*** Opening of Task material ***

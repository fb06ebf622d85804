//! Terminal chat interface for Mahabharat GPT
//!
//! Session state, the shortcut catalog, the retrieve-then-generate handler
//! and the terminal rendering helpers used by the `mgpt` binary.

mod command;
mod config;
mod engine;
mod handler;
mod markdown;
mod prompt;
mod session;
mod shortcuts;
mod ui;


pub use command::{parse_command, ReplCommand};
pub use config::{
    AppConfig, DEFAULT_DB_PATH, DEFAULT_QDRANT_COLLECTION, DEFAULT_QDRANT_URL, DEFAULT_TOP_K,
};
pub use engine::{Engine, IndexStatus};
pub use handler::ChatHandler;
pub use markdown::render_markdown;
pub use prompt::{build_system_instruction, Script, ScriptDetector, PERSONA, RULES};
pub use session::{ChatSession, GREETING};
pub use shortcuts::{find_shortcut, shortcuts, shortcuts_in, Shortcut, ShortcutGroup, SHORTCUTS};
pub use ui::{
    clear_screen, clear_thinking, display_banner, format_turn, handle_input_with_history,
    print_error, print_help, print_history, print_queued_query, print_shortcuts, print_turn,
    print_warning, show_thinking,
};

// Re-export core types
pub use mgpt_core::{ChatTurn, Conversation, Error, Result, Role};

*** Close of Task material ***

- _Task details_
Repeat, exactly, every line from the one containing "mod shortcuts;" through the final line of the listing above, adding nothing.

- _Problem solution_
mod shortcuts;
mod ui;


pub use command::{parse_command, ReplCommand};
pub use config::{
    AppConfig, DEFAULT_DB_PATH, DEFAULT_QDRANT_COLLECTION, DEFAULT_QDRANT_URL, DEFAULT_TOP_K,
};
pub use engine::{Engine, IndexStatus};
pub use handler::ChatHandler;
pub use markdown::render_markdown;
pub use prompt::{build_system_instruction, Script, ScriptDetector, PERSONA, RULES};
pub use session::{ChatSession, GREETING};
pub use shortcuts::{find_shortcut, shortcuts, shortcuts_in, Shortcut, ShortcutGroup, SHORTCUTS};
pub use ui::{
    clear_screen, clear_thinking, display_banner, format_turn, handle_input_with_history,
    print_error, print_help, print_history, print_queued_query, print_shortcuts, print_turn,
    print_warning, show_thinking,
};

// Re-export core types
pub use mgpt_core::{ChatTurn, Conversation, Error, Result, Role};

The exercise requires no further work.